Die EU-Regularien wie NIS-2, AI-Act etc. sind von Unternehmen im Hinblick auf Cybersicherheit umzusetzen. Dabei stellt sich die große Frage nach der Verhältnismäßigkeit bestimmter Fragen. Das Institut der deutschen Wirtschaft Köln e.V. und die IW Consult GmbH haben in einer Studie die Auswirkungen von KI-Verordnung, NIS-2-Richtlinie und Cyber Resilience Act auf KMUs untersucht.

Mir ist das Thema zufällig die Tage über nachfolgenden Tweet von Prof. Dr. Dennis Kipker untergekommen. Der Tweet umreißt ja bereits das Thema: Wie steht es um die Verhältnismäßigkeit der umzusetzenden Maßnahmen zur Digitalregulierung der EU in Klein- und Mittelstand (KMU).

Cybersicherheit KMU-Studie

Die Kurzstudie des Instituts der deutschen Wirtschaft Köln e.V. und der IW Consult GmbH (erstellt im Rahmen der Mittelstand-Digital Begleitforschung)  mit dem Titel KI-Verordnung, NIS-2-Richtlinie und Cyber Resilience Act: Auswirkungen auf KMU wurde bereits zum 13. November 2025 als PDF-Dokument veröffentlicht und ist frei abrufbar.

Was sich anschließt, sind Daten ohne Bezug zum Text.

//! Render failures.
//!
//! `Usage` and `Conflict` are raised synchronously while a tree is walked.
//! `ChildRender` is the settled failure of an asynchronous child or
//! component; it is recovered by a boundary's catch handler when one exists
//! and otherwise surfaces as a stream-level error.

use thiserror::Error;

#[derive(Clone, Debug, Error, PartialEq, Eq)]
pub enum RenderError {
    #[error("usage error: {0}")]
    Usage(&'static str),
    #[error("<{tag}> can only set one of `children` or `bind:html`")]
    Conflict { tag: String },
    #[error("child render failed: {0}")]
    ChildRender(String),
}

impl RenderError {
    pub fn child(message: impl Into<String>) -> Self {
        RenderError::ChildRender(message.into())
    }
}

pub type RenderResult<T> = Result<T, RenderError>;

Im Begleittext heißt es dazu: Die digitale Transformation eröffnet kleinen und mittleren Unternehmen neue Chancen, stellt sie jedoch zugleich vor erhebliche regulatorische Herausforderungen. Drei aktuelle Regelwerke der Europäischen Union – die KI-Verordnung (KI-VO), die NIS-2-Richtlinie und der Cyber Resilience Act (CRA) – verändern den Handlungsrahmen für kleine und mittlere Unternehmen grundlegend.

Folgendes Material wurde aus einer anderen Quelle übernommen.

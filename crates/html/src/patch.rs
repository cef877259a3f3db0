//! Placeholder and patch markup shared with the client patch script.
//!
//! Invariants:
//! - Markup here must match the bootstrap script byte for byte; the client
//!   locates nodes by these exact `id` and `data-*` patterns.
//! - A suspense placeholder is a `div` whose subtree is balanced; the
//!   scanner relies on that to find its end.
//! - A patch for run `n` is only useful once the placeholder `B:n` has been
//!   written; the session enforces that ordering.

use core_types::{BoundaryIndex, RunId};
use memchr::memmem;
use std::ops::Range;

/// Name of the client function defined by `BOOTSTRAP_SCRIPT`.
pub const PATCH_FN: &str = "$RC";

pub const BOOTSTRAP_SCRIPT: &str = concat!(
    "<script id=\"rivulet-suspense\">",
    "function $RC(i){var d=document,q=d.querySelector.bind(d),",
    "v=q('div[id=\"B:'+i+'\"][data-sf]'),",
    "t=q('template[id=\"N:'+i+'\"][data-sr]'),",
    "s=q('script[id=\"S:'+i+'\"][data-ss]'),",
    "f=d.createDocumentFragment(),c,j,r;",
    "if(t&&v&&s){while(c=t.content.firstChild)f.appendChild(c);",
    "v.parentNode.replaceChild(f,v);t.remove();s.remove();",
    "r=d.querySelectorAll('template[id][data-sr]');",
    "do{j=0;for(c=0;c<r.length;c++)if(r[c]!=t)j=$RC(r[c].id.slice(2))?!0:j}while(j);",
    "return!0}}",
    "</script>"
);

const SUSPENSE_OPEN_PREFIX: &[u8] = b"<div id=\"B:";
pub const SUSPENSE_CLOSE: &str = "</div>";

pub fn suspense_open(run: RunId) -> String {
    format!("<div id=\"B:{run}\" data-sf>")
}

/// `<template id="N:n" data-sr>html</template><script id="S:n" data-ss>$RC(n)</script>`
pub fn suspense_patch(run: RunId, html: &str) -> String {
    format!(
        "<template id=\"N:{run}\" data-sr>{html}</template><script id=\"S:{run}\" data-ss>{PATCH_FN}({run})</script>"
    )
}

pub fn error_placeholder(index: BoundaryIndex) -> String {
    format!("<template id=\"E:{index}\"></template><!--E:{index}-->")
}

/// Replace everything from the `E:i` template to the `E:i` comment with the
/// template content preceding the script.
pub fn error_boundary_patch(index: BoundaryIndex, html: &str) -> String {
    format!(
        "<template data-eb>{html}</template><script>\
((d,c,n)=>{{c=d.currentScript.previousSibling;d=d.getElementById('E:{index}');\
if(!d)return;do{{n=d.nextSibling;n.remove()}}while(n.nodeType!=8||n.nodeValue!='E:{index}');\
d.replaceWith(c.content)}})(document)</script>"
    )
}

pub fn find_error_placeholder(text: &str, index: BoundaryIndex) -> Option<Range<usize>> {
    let needle = error_placeholder(index);
    let start = memmem::find(text.as_bytes(), needle.as_bytes())?;
    Some(start..start + needle.len())
}

/// Span of the whole `<div id="B:n" data-sf>…</div>` placeholder.
pub fn find_suspense_placeholder(text: &str, run: RunId) -> Option<Range<usize>> {
    let open = suspense_open(run);
    let start = memmem::find(text.as_bytes(), open.as_bytes())?;
    let end = balanced_div_end(text.as_bytes(), start + open.len())?;
    Some(start..end)
}

/// Byte offset just past the `</div>` closing a `div` opened before `from`.
pub fn balanced_div_end(bytes: &[u8], from: usize) -> Option<usize> {
    let mut depth = 1usize;
    let mut at = from;
    while depth > 0 {
        let rel = memmem::find(&bytes[at..], b"div")?;
        let pos = at + rel;
        at = pos + 3;
        let boundary = matches!(
            bytes.get(at),
            Some(b'>') | Some(b' ') | Some(b'\t') | Some(b'\n') | Some(b'/')
        );
        if !boundary {
            continue;
        }
        if pos >= 2 && &bytes[pos - 2..pos] == b"</" {
            depth -= 1;
            if depth == 0 {
                let close = memchr::memchr(b'>', &bytes[at..])?;
                return Some(at + close + 1);
            }
        } else if pos >= 1 && bytes[pos - 1] == b'<' {
            depth += 1;
        }
    }
    None
}

/// Run ids of every suspense placeholder opened in `text`.
pub fn placeholder_runs(text: &str) -> Vec<RunId> {
    let bytes = text.as_bytes();
    memmem::find_iter(bytes, SUSPENSE_OPEN_PREFIX)
        .filter_map(|start| {
            let digits = &bytes[start + SUSPENSE_OPEN_PREFIX.len()..];
            let len = digits.iter().take_while(|b| b.is_ascii_digit()).count();
            if digits.get(len) != Some(&b'"') {
                return None;
            }
            std::str::from_utf8(&digits[..len]).ok()?.parse().ok()
        })
        .collect()
}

Diese Regelungen setzen an unterschiedlichen Punkten an, verfolgen aber das gemeinsame Ziel, ein sicheres, vertrauenswürdiges und wettbewerbsfähiges digitales Binnenmarktgefüge in der EU zu schaffen. Die vorliegende Studie stellt die Regelwerke vor, untersucht ihre Auswirkung auf kleine und mittlere Unternehmen, analysiert Kosten und Nutzen und leitet daraus Unterstützungsbedarfe ab.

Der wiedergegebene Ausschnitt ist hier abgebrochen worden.